**To do:** The records below are to be quoted in full; please keep every word exact.

**Records for processing:**
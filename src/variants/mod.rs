// Copyright 2025-present Harīṣh Tummalachērla
// SPDX-License-Identifier: Apache-2.0

//! Fuzzy spelling generation.
//!
//! A pattern is not searched for directly. Instead we write down the ways a
//! person is likely to misspell it and put all of those into the trie:
//!
//! | Strategy      | "hello" produces                 |
//! |---------------|----------------------------------|
//! | identity      | hello                            |
//! | transposition | ehllo, hlelo, helol              |
//! | deletion      | ello, hllo, helo, hell           |
//! | duplication   | hhello, heello, helllo, helloo   |
//! | phonetic      | hal (NYSIIS)                     |
//! | vowel strip   | hll                              |
//!
//! Strategies run independently on the lowercased pattern and their outputs
//! are unioned. Anything one character or shorter is discarded: a single
//! letter matches too much text to point at any one pattern.
//!
//! Abbreviations (acronyms, contractions) are available for multi-word
//! patterns but are off unless [`VariantOptions::abbreviations`] is set.

pub mod edits;
pub mod nysiis;
pub mod shorten;

use std::collections::BTreeSet;

use serde::{Deserialize, Serialize};

use crate::classify::{Classifier, CLASSIFIER};

pub use edits::{deletions, duplications, strip_vowels, transpositions};
pub use nysiis::nysiis;
pub use shorten::{abbreviations, contraction, STOP_WORDS};

/// Variants of this many characters or fewer are never produced.
pub const MAX_DISCARDED_LEN: usize = 1;

/// Separator used by [`VariantGenerator::describe`].
pub const DESCRIBE_SEPARATOR: &str = " OR ";

/// Which strategies run. Every required strategy is on by default.
#[derive(Debug, Clone, Copy, PartialEq, Eq, Serialize, Deserialize)]
#[serde(default)]
pub struct VariantOptions {
    pub transpositions: bool,
    pub deletions: bool,
    pub duplications: bool,
    pub phonetic: bool,
    pub strip_vowels: bool,
    pub abbreviations: bool,
}

impl Default for VariantOptions {
    fn default() -> Self {
        Self {
            transpositions: true,
            deletions: true,
            duplications: true,
            phonetic: true,
            strip_vowels: true,
            abbreviations: false,
        }
    }
}

impl VariantOptions {
    /// Only the identity variant.
    pub fn exact_only() -> Self {
        Self {
            transpositions: false,
            deletions: false,
            duplications: false,
            phonetic: false,
            strip_vowels: false,
            abbreviations: false,
        }
    }
}

/// Produces the fuzzy variant set of a pattern.
#[derive(Debug, Clone, Copy)]
pub struct VariantGenerator<'c> {
    options: VariantOptions,
    classifier: &'c Classifier,
}

impl Default for VariantGenerator<'static> {
    fn default() -> Self {
        Self::new(VariantOptions::default())
    }
}

impl VariantGenerator<'static> {
    pub fn new(options: VariantOptions) -> Self {
        Self::with_classifier(options, &CLASSIFIER)
    }
}

impl<'c> VariantGenerator<'c> {
    pub fn with_classifier(options: VariantOptions, classifier: &'c Classifier) -> Self {
        Self {
            options,
            classifier,
        }
    }

    pub fn options(&self) -> &VariantOptions {
        &self.options
    }

    /// All variants of `pattern`, lowercased, longer than one character.
    ///
    /// The empty pattern has no variants. A one-character pattern is only
    /// run through the strategies whose positions exist; its identity is
    /// filtered out like any other single character.
    pub fn generate(&self, pattern: &str) -> BTreeSet<String> {
        let pattern = pattern.to_lowercase();
        let chars: Vec<char> = pattern.chars().collect();
        if chars.is_empty() {
            return BTreeSet::new();
        }

        let mut variants = BTreeSet::new();
        variants.insert(pattern.clone());
        if self.options.transpositions {
            variants.extend(transpositions(&chars));
        }
        if self.options.deletions {
            variants.extend(deletions(&chars));
        }
        if self.options.duplications {
            variants.extend(duplications(&chars));
        }
        if self.options.phonetic {
            variants.insert(nysiis(&pattern).to_lowercase());
        }
        if self.options.strip_vowels {
            variants.insert(strip_vowels(&pattern));
        }
        if self.options.abbreviations {
            variants.extend(abbreviations(&pattern, self.classifier));
        }

        variants.retain(|v| v.chars().count() > MAX_DISCARDED_LEN);
        log::trace!("{} variants of {:?}", variants.len(), pattern);
        variants
    }

    /// The variant set joined with `" OR "`, for diagnostics.
    pub fn describe(&self, pattern: &str) -> String {
        self.generate(pattern)
            .into_iter()
            .collect::<Vec<_>>()
            .join(DESCRIBE_SEPARATOR)
    }
}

**Response to the task:**
filename src/variants/mod.rs
// Copyright 2025-present Harīṣh Tummalachērla
// SPDX-License-Identifier: Apache-2.0

//! Fuzzy spelling generation.
//!
//! A pattern is not searched for directly. Instead we write down the ways a
//! person is likely to misspell it and put all of those into the trie:
//!
//! | Strategy      | "hello" produces                 |
//! |---------------|----------------------------------|
//! | identity      | hello                            |
//! | transposition | ehllo, hlelo, helol              |
//! | deletion      | ello, hllo, helo, hell           |
//! | duplication   | hhello, heello, helllo, helloo   |
//! | phonetic      | hal (NYSIIS)                     |
//! | vowel strip   | hll                              |
//!
//! Strategies run independently on the lowercased pattern and their outputs
//! are unioned. Anything one character or shorter is discarded: a single
//! letter matches too much text to point at any one pattern.
//!
//! Abbreviations (acronyms, contractions) are available for multi-word
//! patterns but are off unless [`VariantOptions::abbreviations`] is set.

pub mod edits;
pub mod nysiis;
pub mod shorten;

use std::collections::BTreeSet;

use serde::{Deserialize, Serialize};

use crate::classify::{Classifier, CLASSIFIER};

pub use edits::{deletions, duplications, strip_vowels, transpositions};
pub use nysiis::nysiis;
pub use shorten::{abbreviations, contraction, STOP_WORDS};

/// Variants of this many characters or fewer are never produced.
pub const MAX_DISCARDED_LEN: usize = 1;

/// Separator used by [`VariantGenerator::describe`].
pub const DESCRIBE_SEPARATOR: &str = " OR ";

/// Which strategies run. Every required strategy is on by default.
#[derive(Debug, Clone, Copy, PartialEq, Eq, Serialize, Deserialize)]
#[serde(default)]
pub struct VariantOptions {
    pub transpositions: bool,
    pub deletions: bool,
    pub duplications: bool,
    pub phonetic: bool,
    pub strip_vowels: bool,
    pub abbreviations: bool,
}

impl Default for VariantOptions {
    fn default() -> Self {
        Self {
            transpositions: true,
            deletions: true,
            duplications: true,
            phonetic: true,
            strip_vowels: true,
            abbreviations: false,
        }
    }
}

impl VariantOptions {
    /// Only the identity variant.
    pub fn exact_only() -> Self {
        Self {
            transpositions: false,
            deletions: false,
            duplications: false,
            phonetic: false,
            strip_vowels: false,
            abbreviations: false,
        }
    }
}

/// Produces the fuzzy variant set of a pattern.
#[derive(Debug, Clone, Copy)]
pub struct VariantGenerator<'c> {
    options: VariantOptions,
    classifier: &'c Classifier,
}

impl Default for VariantGenerator<'static> {
    fn default() -> Self {
        Self::new(VariantOptions::default())
    }
}

impl VariantGenerator<'static> {
    pub fn new(options: VariantOptions) -> Self {
        Self::with_classifier(options, &CLASSIFIER)
    }
}

impl<'c> VariantGenerator<'c> {
    pub fn with_classifier(options: VariantOptions, classifier: &'c Classifier) -> Self {
        Self {
            options,
            classifier,
        }
    }

    pub fn options(&self) -> &VariantOptions {
        &self.options
    }

    /// All variants of `pattern`, lowercased, longer than one character.
    ///
    /// The empty pattern has no variants. A one-character pattern is only
    /// run through the strategies whose positions exist; its identity is
    /// filtered out like any other single character.
    pub fn generate(&self, pattern: &str) -> BTreeSet<String> {
        let pattern = pattern.to_lowercase();
        let chars: Vec<char> = pattern.chars().collect();
        if chars.is_empty() {
            return BTreeSet::new();
        }

        let mut variants = BTreeSet::new();
        variants.insert(pattern.clone());
        if self.options.transpositions {
            variants.extend(transpositions(&chars));
        }
        if self.options.deletions {
            variants.extend(deletions(&chars));
        }
        if self.options.duplications {
            variants.extend(duplications(&chars));
        }
        if self.options.phonetic {
            variants.insert(nysiis(&pattern).to_lowercase());
        }
        if self.options.strip_vowels {
            variants.insert(strip_vowels(&pattern));
        }
        if self.options.abbreviations {
            variants.extend(abbreviations(&pattern, self.classifier));
        }

        variants.retain(|v| v.chars().count() > MAX_DISCARDED_LEN);
        log::trace!("{} variants of {:?}", variants.len(), pattern);
        variants
    }

    /// The variant set joined with `" OR "`, for diagnostics.
    pub fn describe(&self, pattern: &str) -> String {
        self.generate(pattern)
            .into_iter()
            .collect::<Vec<_>>()
            .join(DESCRIBE_SEPARATOR)
    }
}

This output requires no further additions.